Chapitre XXXV – Soupçon de sel

Les stores baissés rayaient le visage de Lisert tels les barreaux d’une prison. Le marquis n’avait toujours pas rejoint son fauteuil et restait immobile, sa main crispée sur une commode. Il s’était fait pousser la barbe depuis le départ de Martinelle, peut‑être pour paraître plus sérieux aux yeux des courtisans orgéliens. En temps normal cette marque de virilité aurait renforcé son allure, mais les terribles nouvelles qu’on venait de lui annoncer l’avaient ébranlé, et comme endeuillé.

Une puissante odeur de sel imprégnait les boiseries du salon de la cabine royale. Martinelle, assise avec Shen sur le canapé qui faisait face à son aîné, n’aimait pas les navires en mouillage ; ils lui semblaient à la fois trop statiques et trop mouvants, surtout après les semaines qu’elle avait passées en roulotte. Le prince, d’un air attentif, gardait ses mains dans les poches et guettait une réaction en croisant les bras. Quant à Hori, il s’était posté derrière le sofa en croisant les bras.

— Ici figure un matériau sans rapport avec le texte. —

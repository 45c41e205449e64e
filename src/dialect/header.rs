//! 输出文件头部：生成器标识、UTC 时间戳、行数与来源许可声明
use chrono::{DateTime, SecondsFormat, Utc};
use rsruleset_engine::Provenance;

const BANNER: &str = "Generated by rsruleset";
const RULE: &str = "# ----------------------------------------------------------------";

/// 来源许可声明模板
fn attribution(provenance: Provenance) -> &'static [&'static str] {
    match provenance {
        Provenance::BuiltIn => &[
            "Source: built-in rules",
            "License: MIT",
        ],
        Provenance::SourceA => &[
            "Source: https://github.com/SukkaW/Surge",
            "License: AGPL-3.0",
            "Rules are redistributed with the upstream signature lines removed.",
        ],
        Provenance::SourceB => &[
            "Source: https://github.com/blackmatrix7/ios_rule_script",
            "License: GPL-2.0",
        ],
    }
}

/// 单次运行共用的头部生成器（时间戳在运行开始时确定）
#[derive(Debug, Clone, Copy)]
pub struct HeaderBlock {
    generated_at: DateTime<Utc>,
}

impl HeaderBlock {
    pub fn new(generated_at: DateTime<Utc>) -> Self {
        Self { generated_at }
    }

    pub fn now() -> Self {
        Self::new(Utc::now())
    }

    /// 秒级精度的 UTC 时间戳
    pub fn timestamp(&self) -> String {
        self.generated_at.to_rfc3339_opts(SecondsFormat::Secs, true)
    }

    /// 渲染头部；来源未知时不生成头部
    pub fn render(&self, provenance: Option<Provenance>, count: usize) -> String {
        let Some(provenance) = provenance else {
            return String::new();
        };

        let mut header = String::new();
        header.push_str(RULE);
        header.push('\n');
        header.push_str(&format!("# {}\n", BANNER));
        header.push_str(&format!("# Updated: {}\n", self.timestamp()));
        header.push_str(&format!("# Count: {}\n", count));
        header.push_str(RULE);
        header.push('\n');
        for line in attribution(provenance) {
            header.push_str(&format!("# {}\n", line));
        }
        header.push_str(RULE);
        header.push('\n');
        header
    }
}
//! 分类解析：把 (来源, 规则组目录, 文件名) 映射为规范的分类名
use super::{Bucket, Provenance};
use std::fmt::{Display, Formatter};
use std::path::Path;

/// 文档/配置类文件扩展名，不含规则内容
pub const SKIPPED_EXTENSIONS: [&str; 4] = ["md", "yaml", "yml", "sgmodule"];

/// 路径中出现该标记的文件是 DNS 解析辅助规则，不参与处理
pub const RESOLVE_MARKER: &str = "resolve";

/// 规则分类
#[derive(Debug, Clone, PartialEq, Eq, Hash)]
pub struct Category {
    pub provenance: Provenance,
    /// `{prefix}_{base}`，全小写
    pub name: String,
}

impl Category {
    pub fn new(provenance: Provenance, base: &str) -> Self {
        let name = format!("{}_{}", provenance.prefix(), base).to_lowercase();
        Self { provenance, name }
    }

    /// 解析单个规则文件所属分类
    ///
    /// 规则组目录名与保留分段名（`ip` / `non_ip` / `domainset`）冲突时，
    /// 改用文件名（去扩展名）作为基础名。
    /// 需要跳过的文件返回 None。
    pub fn resolve(provenance: Provenance, group: &str, file_name: &str) -> Option<Category> {
        if Self::is_skipped(group, file_name) {
            return None;
        }

        let base = if Bucket::is_reserved_name(group) {
            Path::new(file_name)
                .file_stem()
                .and_then(|stem| stem.to_str())
                .unwrap_or(file_name)
        } else {
            group
        };

        if base.is_empty() {
            return None;
        }

        Some(Category::new(provenance, base))
    }

    /// 判断文件是否应被跳过（文档/配置文件、解析辅助规则）
    pub fn is_skipped(group: &str, file_name: &str) -> bool {
        let extension_skipped = Path::new(file_name)
            .extension()
            .and_then(|ext| ext.to_str())
            .is_some_and(|ext| {
                SKIPPED_EXTENSIONS
                    .iter()
                    .any(|skipped| skipped.eq_ignore_ascii_case(ext))
            });

        let relative = format!("{}/{}", group, file_name).to_ascii_lowercase();
        extension_skipped || relative.contains(RESOLVE_MARKER)
    }
}

impl Display for Category {
    fn fmt(&self, f: &mut Formatter<'_>) -> std::fmt::Result {
        f.write_str(&self.name)
    }
}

« Monsieur le marquis, soupira Durillon qui rangeait ses feuillets dans un cartable. Je regrette au plus haut point que votre premier séjour à Barrante soit ainsi gâché par ces terribles nouvelles…

— La damoiselle de Mandar et moi‑même ne sommes pas venus ici pour le plaisir, pesta Lisert tout en se massant les tempes. Sinon pour nous enquérir du bien‑être d’une femme de sang royal, et nous assurer de sa sécurité.

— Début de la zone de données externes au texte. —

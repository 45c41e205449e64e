//! 单行规则分类器
//! 把原始规则文本归入 域名 / 非 IP / IP 三个分段，并给出归一化后的行内容
mod rule_type;

pub use rule_type::RuleType;

use crate::core::Bucket;
use crate::error::{EngineError, EngineResult, MalformedKind};
use crate::ip::is_ip_or_cidr;
use once_cell::sync::Lazy;
use regex::Regex;
use std::path::Path;

/// 上游签名标记（来源 A 在规则中夹带的署名行）
pub const DEFAULT_SIGNATURE_MARKERS: [&str; 1] = ["this_ruleset_is_made_by_sukkaw"];

/// IP-ASN 载荷：整数，可带大小写不敏感的 AS 前缀
static ASN_RE: Lazy<Regex> = Lazy::new(|| Regex::new(r"(?i)^(?:AS)?\d+$").expect("valid ASN regex"));

const NO_RESOLVE_MARKER: &str = "no-resolve";

/// 待分类的原始规则行
#[derive(Debug, Clone, Copy)]
pub struct RuleLine<'a> {
    pub text: &'a str,
    pub origin: &'a Path,
}

impl<'a> RuleLine<'a> {
    pub fn new(text: &'a str, origin: &'a Path) -> Self {
        Self { text, origin }
    }
}

/// 分类结果：所属分段 + 归一化后的行
#[derive(Debug, Clone, PartialEq, Eq)]
pub struct ClassifiedLine {
    pub bucket: Bucket,
    pub value: String,
}

impl ClassifiedLine {
    pub fn new(bucket: Bucket, value: impl Into<String>) -> Self {
        Self {
            bucket,
            value: value.into(),
        }
    }
}

/// 分类模式
///
/// 两种模式刻意保持不一致：首个方言使用严格模式，格式错误直接上抛；
/// 后加入的方言使用宽松模式，每个分支都有兜底分段，永不报错。
#[derive(Debug, Clone, Copy, PartialEq, Eq, Default)]
pub enum ClassifyMode {
    #[default]
    Strict,
    Lenient,
}

/// 单行规则分类器
#[derive(Debug, Clone)]
pub struct LineClassifier {
    mode: ClassifyMode,
    signature_markers: Vec<String>,
}

impl Default for LineClassifier {
    fn default() -> Self {
        Self::new(ClassifyMode::Strict)
    }
}

impl LineClassifier {
    pub fn new(mode: ClassifyMode) -> Self {
        Self {
            mode,
            signature_markers: DEFAULT_SIGNATURE_MARKERS.iter().map(|m| m.to_string()).collect(),
        }
    }

    /// 替换上游签名标记列表
    pub fn with_signature_markers<I, S>(mut self, markers: I) -> Self
    where
        I: IntoIterator<Item = S>,
        S: Into<String>,
    {
        self.signature_markers = markers.into_iter().map(Into::into).collect();
        self
    }

    pub fn mode(&self) -> ClassifyMode {
        self.mode
    }

    /// 分类单行规则
    ///
    /// 返回 `Ok(None)` 表示该行被丢弃（空行、注释、上游签名）。
    pub fn classify(&self, line: &RuleLine<'_>) -> EngineResult<Option<ClassifiedLine>> {
        let text = line.text.trim();
        if is_comment_or_blank(text) {
            return Ok(None);
        }
        if self.signature_markers.iter().any(|marker| text.contains(marker.as_str())) {
            return Ok(None);
        }

        match text.split_once(',') {
            None => self.classify_bare(line, text).map(Some),
            Some((raw_type, payload)) => self
                .classify_typed(line, text, RuleType::parse(raw_type), payload.trim())
                .map(Some),
        }
    }

    /// 无逗号的裸值：IP/CIDR 或域名
    fn classify_bare(&self, line: &RuleLine<'_>, value: &str) -> EngineResult<ClassifiedLine> {
        if is_ip_or_cidr(value) {
            return Ok(ClassifiedLine::new(Bucket::Ip, value));
        }
        self.domain_line(line, value)
    }

    /// `TYPE,payload` 形式
    fn classify_typed(
        &self,
        line: &RuleLine<'_>,
        text: &str,
        rule_type: RuleType,
        payload: &str,
    ) -> EngineResult<ClassifiedLine> {
        if rule_type.is_cidr() {
            // 显式禁用解析的 IP 规则不能当作纯 IP 匹配
            if payload.to_ascii_lowercase().contains(NO_RESOLVE_MARKER) {
                return Ok(ClassifiedLine::new(Bucket::NonIp, text));
            }
            if is_ip_or_cidr(leading_token(payload)) {
                return Ok(ClassifiedLine::new(Bucket::Ip, text));
            }
            return self.malformed_or_fallback(line, MalformedKind::InvalidCidr, text);
        }

        if rule_type == RuleType::IpAsn {
            if ASN_RE.is_match(leading_token(payload)) {
                return Ok(ClassifiedLine::new(Bucket::Ip, text));
            }
            return self.malformed_or_fallback(line, MalformedKind::InvalidAsn, text);
        }

        if rule_type.is_non_resolving_keyword() {
            return Ok(ClassifiedLine::new(Bucket::NonIp, text));
        }

        if is_ip_or_cidr(text) {
            return Ok(ClassifiedLine::new(Bucket::Ip, text));
        }
        self.domain_line(line, payload)
    }

    /// 域名归一化：去掉一个前导 `.` 并转小写
    fn domain_line(&self, line: &RuleLine<'_>, value: &str) -> EngineResult<ClassifiedLine> {
        let domain = strip_leading_dot(value).to_lowercase();
        if domain.is_empty() && self.mode == ClassifyMode::Strict {
            return Err(malformed(line, MalformedKind::EmptyDomain));
        }
        Ok(ClassifiedLine::new(Bucket::Domain, domain))
    }

    /// 严格模式上抛格式错误，宽松模式兜底归入非 IP 分段
    fn malformed_or_fallback(
        &self,
        line: &RuleLine<'_>,
        kind: MalformedKind,
        text: &str,
    ) -> EngineResult<ClassifiedLine> {
        match self.mode {
            ClassifyMode::Strict => Err(malformed(line, kind)),
            ClassifyMode::Lenient => {
                log::trace!("Lenient fallback to non_ip ({}): {}", kind, text);
                Ok(ClassifiedLine::new(Bucket::NonIp, text))
            }
        }
    }
}

fn malformed(line: &RuleLine<'_>, kind: MalformedKind) -> EngineError {
    EngineError::MalformedRule {
        kind,
        origin: line.origin.display().to_string(),
        line: line.text.trim().to_string(),
    }
}

/// 空行、`#` 或 `//` 开头的注释
#[inline]
pub fn is_comment_or_blank(trimmed: &str) -> bool {
    trimmed.is_empty() || trimmed.starts_with('#') || trimmed.starts_with("//")
}

/// 载荷中第一个逗号前的字段
#[inline]
pub fn leading_token(payload: &str) -> &str {
    payload.split(',').next().unwrap_or_default().trim()
}

#[inline]
fn strip_leading_dot(value: &str) -> &str {
    value.strip_prefix('.').unwrap_or(value)
}

#[cfg(test)]
mod tests {
    use super::*;

    fn classify_with(mode: ClassifyMode, text: &str) -> EngineResult<Option<ClassifiedLine>> {
        let origin = Path::new("test/rules.list");
        LineClassifier::new(mode).classify(&RuleLine::new(text, origin))
    }

    fn strict(text: &str) -> Option<ClassifiedLine> {
        classify_with(ClassifyMode::Strict, text).unwrap()
    }

    fn bucket_of(text: &str) -> Bucket {
        strict(text).unwrap().bucket
    }

    #[test]
    fn test_drops_blank_comments_and_signatures() {
        assert_eq!(strict(""), None);
        assert_eq!(strict("   "), None);
        assert_eq!(strict("# comment"), None);
        assert_eq!(strict("// comment"), None);
        assert_eq!(strict("DOMAIN,this_ruleset_is_made_by_sukkaw.ruleset.skk.moe"), None);
    }

    #[test]
    fn test_custom_signature_markers() {
        let classifier = LineClassifier::new(ClassifyMode::Strict).with_signature_markers(["generated-by-foo"]);
        let origin = Path::new("x");
        assert_eq!(classifier.classify(&RuleLine::new("generated-by-foo.example", origin)).unwrap(), None);
        assert!(classifier
            .classify(&RuleLine::new("this_ruleset_is_made_by_sukkaw.example", origin))
            .unwrap()
            .is_some());
    }

    #[test]
    fn test_bare_ip_and_cidr() {
        for value in ["1.2.3.4", "10.0.0.0/8", "2001:db8::1", "2001:db8::/32", " 192.168.0.0/16 "] {
            let classified = strict(value).unwrap();
            assert_eq!(classified.bucket, Bucket::Ip, "{}", value);
            assert_eq!(classified.value, value.trim());
        }
    }

    #[test]
    fn test_bare_domain_is_normalized() {
        assert_eq!(strict(".Example.COM"), Some(ClassifiedLine::new(Bucket::Domain, "example.com")));
        assert_eq!(strict("sub.example.org"), Some(ClassifiedLine::new(Bucket::Domain, "sub.example.org")));
        // 只去掉一个前导点
        assert_eq!(strict("..a.com"), Some(ClassifiedLine::new(Bucket::Domain, ".a.com")));
        // 前缀长度越界不是 CIDR，按域名处理
        assert_eq!(strict("1.2.3.4/33").unwrap().bucket, Bucket::Domain);
    }

    #[test]
    fn test_bare_empty_domain_is_malformed_in_strict_mode() {
        let err = classify_with(ClassifyMode::Strict, ".").unwrap_err();
        assert_eq!(err.malformed_kind(), Some(MalformedKind::EmptyDomain));
    }

    #[test]
    fn test_ip_cidr_rules() {
        assert_eq!(bucket_of("IP-CIDR,10.0.0.0/8"), Bucket::Ip);
        assert_eq!(bucket_of("ip-cidr6,2001:db8::/32"), Bucket::Ip);
        assert_eq!(bucket_of("IP-CIDR,1.1.1.1/32,extra"), Bucket::Ip);
        assert_eq!(
            strict("IP-CIDR, 10.0.0.0/8 ").unwrap().value,
            "IP-CIDR, 10.0.0.0/8",
            "typed IP rules keep the whole trimmed line"
        );
    }

    #[test]
    fn test_no_resolve_is_never_ip() {
        assert_eq!(bucket_of("IP-CIDR,10.0.0.0/8,no-resolve"), Bucket::NonIp);
        assert_eq!(bucket_of("IP-CIDR6,2001:db8::/32,NO-RESOLVE"), Bucket::NonIp);
        // 即使载荷不合法，no-resolve 也优先
        assert_eq!(bucket_of("IP-CIDR,garbage,no-resolve"), Bucket::NonIp);
    }

    #[test]
    fn test_invalid_cidr_payload() {
        let err = classify_with(ClassifyMode::Strict, "IP-CIDR,not-an-ip").unwrap_err();
        assert_eq!(err.malformed_kind(), Some(MalformedKind::InvalidCidr));

        let lenient = classify_with(ClassifyMode::Lenient, "IP-CIDR,not-an-ip").unwrap().unwrap();
        assert_eq!(lenient, ClassifiedLine::new(Bucket::NonIp, "IP-CIDR,not-an-ip"));
    }

    #[test]
    fn test_ip_asn() {
        assert_eq!(bucket_of("IP-ASN,AS12345"), Bucket::Ip);
        assert_eq!(bucket_of("IP-ASN,as12345"), Bucket::Ip);
        assert_eq!(bucket_of("IP-ASN,12345,no-resolve"), Bucket::Ip);

        let err = classify_with(ClassifyMode::Strict, "IP-ASN,notanumber").unwrap_err();
        assert_eq!(err.malformed_kind(), Some(MalformedKind::InvalidAsn));

        let lenient = classify_with(ClassifyMode::Lenient, "IP-ASN,notanumber").unwrap().unwrap();
        assert_eq!(lenient.bucket, Bucket::NonIp);
    }

    #[test]
    fn test_keyword_types_are_non_ip() {
        for line in [
            "DOMAIN,example.com",
            "DOMAIN-SUFFIX,Example.COM",
            "DOMAIN-KEYWORD,google",
            "DOMAIN-WILDCARD,*.example.com",
            "USER-AGENT,Instagram*",
            "URL-REGEX,^https?://ads\\.",
            "PROCESS-NAME,curl",
        ] {
            let classified = strict(line).unwrap();
            assert_eq!(classified.bucket, Bucket::NonIp, "{}", line);
            assert_eq!(classified.value, line);
        }
    }

    #[test]
    fn test_unknown_type_uses_payload_as_domain() {
        assert_eq!(strict("HOST,.Example.com"), Some(ClassifiedLine::new(Bucket::Domain, "example.com")));

        let err = classify_with(ClassifyMode::Strict, "HOST,").unwrap_err();
        assert_eq!(err.malformed_kind(), Some(MalformedKind::EmptyDomain));
    }

    #[test]
    fn test_lenient_mode_never_errors_on_empty_domain() {
        for text in [".", "HOST,", "HOST, . "] {
            let classified = classify_with(ClassifyMode::Lenient, text).unwrap().unwrap();
            assert_eq!(classified.bucket, Bucket::Domain);
            assert_eq!(classified.value, "");
        }
    }

    #[test]
    fn test_error_carries_origin() {
        let err = classify_with(ClassifyMode::Strict, "IP-ASN,x").unwrap_err();
        assert!(err.to_string().contains("test/rules.list"));
    }
}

— Visiblement, nous nous inquiétions pour la mauvaise princesse », persifla Ulrine.

Celle‑ci restait clouée sur son pouf, qui disparaissait sous la masse des volants de sa robe à paniers au point que la demoiselle de Mandar paraissait désormais, à hauteur d’yeux du légat, aussi grande que lui.

« Je suis certain que Madame votre mère n’a eu aucune part dans ce terrible complot, l’entretint Durillon qu’elle étudiait. Sûrement peut‑elle s’en désolidariser complètement, par quelque manifestation de soutien à Mademoiselle de Figuette…

— Et abandonner sa nièce à la vindicte des juges ? Merci pour vos conseils, monsieur l’ambassadeur, ironisa‑t‑elle. Si plus personne n’a besoin de vous, vous pouvez disposer. »

Durillon, l’air anxieux, déposa le dossier de la déposition sur la plaque vitrée de la table basse, s’inclina puis partit sans demander son reste. Les gardes refermèrent derrière lui pour laisser Orgéliens et Verlandais en conciliabule. Alors Lisert désigna du doigt Hori et Shen, et jappa :

« Faut‑il vraiment qu’ils restent ici ?

— Et pourquoi pas, les défendit leur fiancée. Nous n’avons rien à leur cacher, puisque nous ignorons tout de la situation.

— Ma chère, sourit Shen. Laissez donc votre frère s’exprimer. Monsieur le marquis, pourquoi ne voulez‑vous pas de moi ici ? Je suis curieux. »

Lisert, d’un regard noir, ne répondit que par un rictus. Il aurait certes été peu judicieux d’envenimer ses relations avec le prince ; il risquait d’en avoir besoin. Au même moment Hori et Ulrine pouffèrent. Leurs regards se croisèrent lorsqu’ils se rendirent compte de cette synchronisation, puis s’éloignèrent aussitôt. Une inimitié subsistait encore entre ces deux‑là.

À court d’idées, le marquis ouvrit un placard pour sortir une bouteille d’odontol et se servit un verre. Après l’avoir descendu cul‑sec, il implora :

« Miel… il faut faire cesser ces poursuites judiciaires.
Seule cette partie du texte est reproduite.